Drama workshop studio
As Cayly closes the chapter of a long, drawn-out and emotionally draining trial, she begins to pen a new chapter where her gifts, skills and life experience look set to blossom into something quite beautiful. She has established her own drama workshop studio, aptly named Bloom Studios. Cayly will be offering workshops for both children and adults through which she believes God is calling her to speak hope and also to equip people with the tools that she has been equipped with. She says: “If I can use the gifts that I have been given to help others, that would be amazing!” She believes that God gave her the name Bloom Studios as the point at which a flower blooms is the most beautiful. She wants to help other people to bloom, to flourish. She hopes that through performing arts she can help to equip others with tools that will enable them to find their best characters, their best voices and to grow in confidence. She believes that the tools taught in the performing arts can benefit anybody. Her workshops are not necessarily aimed at those who are pursuing careers on the stage or screen, but at anybody who wants to grow in confidence and find their voice. She also hopes to be able to take the workshops to women in impoverished communities.

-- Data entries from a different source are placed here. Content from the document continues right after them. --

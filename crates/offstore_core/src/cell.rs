//! The storage cell: segments and manifests over one connection.

use crate::codec::RecordCodec;
use crate::config::CellConfig;
use crate::error::{CoreError, CoreResult};
use crate::record::{ManifestRecord, SegmentRecord};
use crate::types::{ensure_all_present, raw_keys, Expiration, Key};
use offstore_storage::Connection;
use std::collections::HashMap;
use std::fmt;
use std::sync::Arc;
use tokio::sync::{RwLock, RwLockReadGuard};
use tracing::debug;

/// Storage for the segments and manifests of offline content.
///
/// A cell owns two stores inside one [`Connection`]: a segment store and a
/// manifest store, each with its own key space. It borrows the connection
/// and never closes it; several cells may share one connection.
///
/// ## Guarantees
///
/// - Each add, remove or update call is one atomic transaction: either every
///   record in the batch is written or none is.
/// - Gets fail as a whole with [`CoreError::KeyNotFound`] if any key is
///   missing; no partial results are returned.
/// - Removing a missing key is not an error.
/// - Separate calls are not atomic with each other.
///
/// ## Lifecycle
///
/// Construction does no I/O; store names are checked when an operation opens
/// its transaction. [`destroy`](Self::destroy) waits for in-flight
/// operations and then rejects every later call with
/// [`CoreError::Destroyed`]. Stored data is never touched by destroy.
///
/// # Example
///
/// ```rust,ignore
/// let cell = StorageCell::new(connection, CellConfig::default());
/// let keys = cell.add_segments(&[SegmentRecord::new(vec![0, 1])]).await?;
/// let segments = cell.get_segments(&keys).await?;
/// cell.remove_segments(&keys, |key| println!("removed {key}")).await?;
/// cell.destroy().await;
/// ```
pub struct StorageCell {
    connection: Arc<Connection>,
    config: CellConfig,
    /// `true` once destroyed. Operations hold a read guard while they run.
    destroyed: RwLock<bool>,
}

impl fmt::Debug for StorageCell {
    fn fmt(&self, f: &mut fmt::Formatter<'_>) -> fmt::Result {
        f.debug_struct("StorageCell")
            .field("connection", &self.connection.id())
            .field("config", &self.config)
            .finish_non_exhaustive()
    }
}

impl StorageCell {
    /// Creates a cell over `connection`.
    #[must_use]
    pub fn new(connection: Arc<Connection>, config: CellConfig) -> Self {
        Self {
            connection,
            config,
            destroyed: RwLock::new(false),
        }
    }

    /// Returns the shared connection.
    #[must_use]
    pub fn connection(&self) -> &Arc<Connection> {
        &self.connection
    }

    /// Returns the name of the segment store.
    #[must_use]
    pub fn segment_store(&self) -> &str {
        &self.config.segment_store
    }

    /// Returns the name of the manifest store.
    #[must_use]
    pub fn manifest_store(&self) -> &str {
        &self.config.manifest_store
    }

    /// Returns true if the cell rejects writes.
    #[must_use]
    pub fn is_read_only(&self) -> bool {
        self.config.read_only
    }

    /// Returns true if no new keys can be created in this cell.
    #[must_use]
    pub fn has_fixed_key_space(&self) -> bool {
        self.config.read_only
    }

    /// Adds segments in one transaction and returns their keys in input order.
    ///
    /// # Errors
    ///
    /// - [`CoreError::OperationNotSupported`] on a read-only cell
    /// - [`CoreError::StoreNotFound`] if the segment store does not exist
    /// - [`CoreError::Storage`] if the backend fails; nothing is written
    pub async fn add_segments(&self, segments: &[SegmentRecord]) -> CoreResult<Vec<Key>> {
        self.add("add_segments", &self.config.segment_store, segments)
            .await
    }

    /// Reads segments in key order.
    ///
    /// # Errors
    ///
    /// [`CoreError::KeyNotFound`] names the first key without a record.
    pub async fn get_segments(&self, keys: &[Key]) -> CoreResult<Vec<SegmentRecord>> {
        self.get(&self.config.segment_store, keys).await
    }

    /// Removes segments in one transaction, then calls `on_remove` once per
    /// key in input order.
    ///
    /// # Errors
    ///
    /// [`CoreError::OperationNotSupported`] on a read-only cell, or a backend
    /// error in which case no key is removed and `on_remove` is not called.
    pub async fn remove_segments<F>(&self, keys: &[Key], on_remove: F) -> CoreResult<()>
    where
        F: FnMut(Key),
    {
        self.remove("remove_segments", &self.config.segment_store, keys, on_remove)
            .await
    }

    /// Adds manifests in one transaction and returns their keys in input order.
    ///
    /// # Errors
    ///
    /// Same as [`add_segments`](Self::add_segments).
    pub async fn add_manifests(&self, manifests: &[ManifestRecord]) -> CoreResult<Vec<Key>> {
        self.add("add_manifests", &self.config.manifest_store, manifests)
            .await
    }

    /// Reads manifests in key order.
    ///
    /// # Errors
    ///
    /// [`CoreError::KeyNotFound`] names the first key without a record.
    pub async fn get_manifests(&self, keys: &[Key]) -> CoreResult<Vec<ManifestRecord>> {
        self.get(&self.config.manifest_store, keys).await
    }

    /// Reads every manifest in the manifest store.
    ///
    /// # Errors
    ///
    /// Returns [`CoreError::CorruptRecord`] if a stored manifest does not
    /// decode, or a backend error.
    pub async fn get_all_manifests(&self) -> CoreResult<HashMap<Key, ManifestRecord>> {
        let _active = self.enter().await?;
        let store = self.config.manifest_store.as_str();
        let txn = self.connection.begin_read(&[store])?;
        let manifests = txn
            .get_all(store)?
            .into_iter()
            .map(|(raw, bytes)| {
                let key = Key::from_raw(raw);
                ManifestRecord::decode(store, key, &bytes).map(|manifest| (key, manifest))
            })
            .collect::<CoreResult<HashMap<_, _>>>()?;
        debug!(store, count = manifests.len(), "listed manifests");
        Ok(manifests)
    }

    /// Removes manifests in one transaction, then calls `on_remove` once per
    /// key in input order.
    ///
    /// # Errors
    ///
    /// Same as [`remove_segments`](Self::remove_segments).
    pub async fn remove_manifests<F>(&self, keys: &[Key], on_remove: F) -> CoreResult<()>
    where
        F: FnMut(Key),
    {
        self.remove("remove_manifests", &self.config.manifest_store, keys, on_remove)
            .await
    }

    /// Replaces the expiration of one manifest, leaving every other field
    /// unchanged.
    ///
    /// The read and the write share one transaction, so an update that runs
    /// after a removal of the same key fails instead of restoring it.
    ///
    /// # Errors
    ///
    /// - [`CoreError::KeyNotFound`] if no manifest has this key
    /// - [`CoreError::OperationNotSupported`] on a read-only cell
    pub async fn update_manifest_expiration(
        &self,
        key: Key,
        expiration: Expiration,
    ) -> CoreResult<()> {
        let _active = self.enter().await?;
        let store = self.config.manifest_store.as_str();
        self.ensure_writable("update_manifest_expiration", store)?;

        let mut txn = self.connection.begin_write(&[store]).await?;
        let bytes = txn
            .get(store, key.as_u64())?
            .ok_or_else(|| CoreError::key_not_found(store, key))?;
        let mut manifest = ManifestRecord::decode(store, key, &bytes)?;
        manifest.expiration = expiration;
        txn.put(store, key.as_u64(), manifest.encode()?)?;
        txn.commit()?;

        debug!(store, %key, %expiration, "updated manifest expiration");
        Ok(())
    }

    /// Destroys the cell.
    ///
    /// Waits for in-flight operations, then rejects every later operation
    /// with [`CoreError::Destroyed`]. Neither closes the connection nor
    /// deletes stored records. Calling it again is a no-op.
    pub async fn destroy(&self) {
        let mut destroyed = self.destroyed.write().await;
        if !*destroyed {
            *destroyed = true;
            debug!(
                connection = %self.connection.id(),
                segment_store = %self.config.segment_store,
                manifest_store = %self.config.manifest_store,
                "destroyed storage cell"
            );
        }
    }

    /// Returns true once [`destroy`](Self::destroy) has completed.
    pub async fn is_destroyed(&self) -> bool {
        *self.destroyed.read().await
    }

    async fn enter(&self) -> CoreResult<RwLockReadGuard<'_, bool>> {
        let guard = self.destroyed.read().await;
        if *guard {
            return Err(CoreError::Destroyed);
        }
        Ok(guard)
    }

    fn ensure_writable(&self, operation: &'static str, store: &str) -> CoreResult<()> {
        if self.config.read_only {
            return Err(CoreError::not_supported(operation, store));
        }
        Ok(())
    }

    async fn add<R: RecordCodec>(
        &self,
        operation: &'static str,
        store: &str,
        records: &[R],
    ) -> CoreResult<Vec<Key>> {
        let _active = self.enter().await?;
        self.ensure_writable(operation, store)?;

        let encoded = records
            .iter()
            .map(RecordCodec::encode)
            .collect::<CoreResult<Vec<_>>>()?;

        let mut txn = self.connection.begin_write(&[store]).await?;
        let mut keys = Vec::with_capacity(encoded.len());
        for value in encoded {
            keys.push(Key::from_raw(txn.add(store, value)?));
        }
        txn.commit()?;

        debug!(store, count = keys.len(), "added records");
        Ok(keys)
    }

    async fn get<R: RecordCodec>(&self, store: &str, keys: &[Key]) -> CoreResult<Vec<R>> {
        let _active = self.enter().await?;
        let txn = self.connection.begin_read(&[store])?;
        let found = txn.get_many(store, &raw_keys(keys))?;
        let records = ensure_all_present(store, keys, found)?
            .into_iter()
            .map(|(key, bytes)| R::decode(store, key, &bytes))
            .collect::<CoreResult<Vec<_>>>()?;

        debug!(store, count = records.len(), "read records");
        Ok(records)
    }

    async fn remove<F>(
        &self,
        operation: &'static str,
        store: &str,
        keys: &[Key],
        mut on_remove: F,
    ) -> CoreResult<()>
    where
        F: FnMut(Key),
    {
        let _active = self.enter().await?;
        self.ensure_writable(operation, store)?;

        let mut txn = self.connection.begin_write(&[store]).await?;
        for key in keys {
            txn.delete(store, key.as_u64())?;
        }
        txn.commit()?;

        debug!(store, count = keys.len(), "removed records");
        keys.iter().copied().for_each(&mut on_remove);
        Ok(())
    }
}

When it comes to children, Cayly has a big heart to instil confidence, value and worth from a young age, and not just with girls. She says that she has a special place in her heart to work with young boys, as this is when she believes that steps can be taken to equip young men to make the right choices in the future. She wants to play her part to help fix the cycle of brokenness that leads to further hurt.
In her own life on the stage Cayly feels called not to play a character, but rather to be herself. It’s a vulnerable place she puts herself in, and she acknowledges that it has taken time to feel ready enough to do it. She was hesitant at first, but ultimately decided that it would be selfish not to. Doors are beginning to open up, and Cayly has had the opportunity to speak at women’s events in the city, with more lined up in the coming months. She has found that when she stands up and shares her story at events, other women approach her afterwards and feel comfortable enough to share their own stories of hurt with her. Cayly tells me how she has come to realise that sadly, so many women feel shame or judgment and choose not to speak out. “When you share your story it opens up the doors for other people to share their stories, and I think that’s the beauty of it. If I didn’t have a story, how else would I reach women’s hearts?”
Spending time with Cayly and hearing her story is an encouragement. Her message of hope is authentic as her journey has been marked with real pain, but real healing too. She does not disregard the difficulties and admits to me that she still has really bad days, but I can’t help but believe along with her that her story will touch and inspire many lives. There is definitely beauty in it.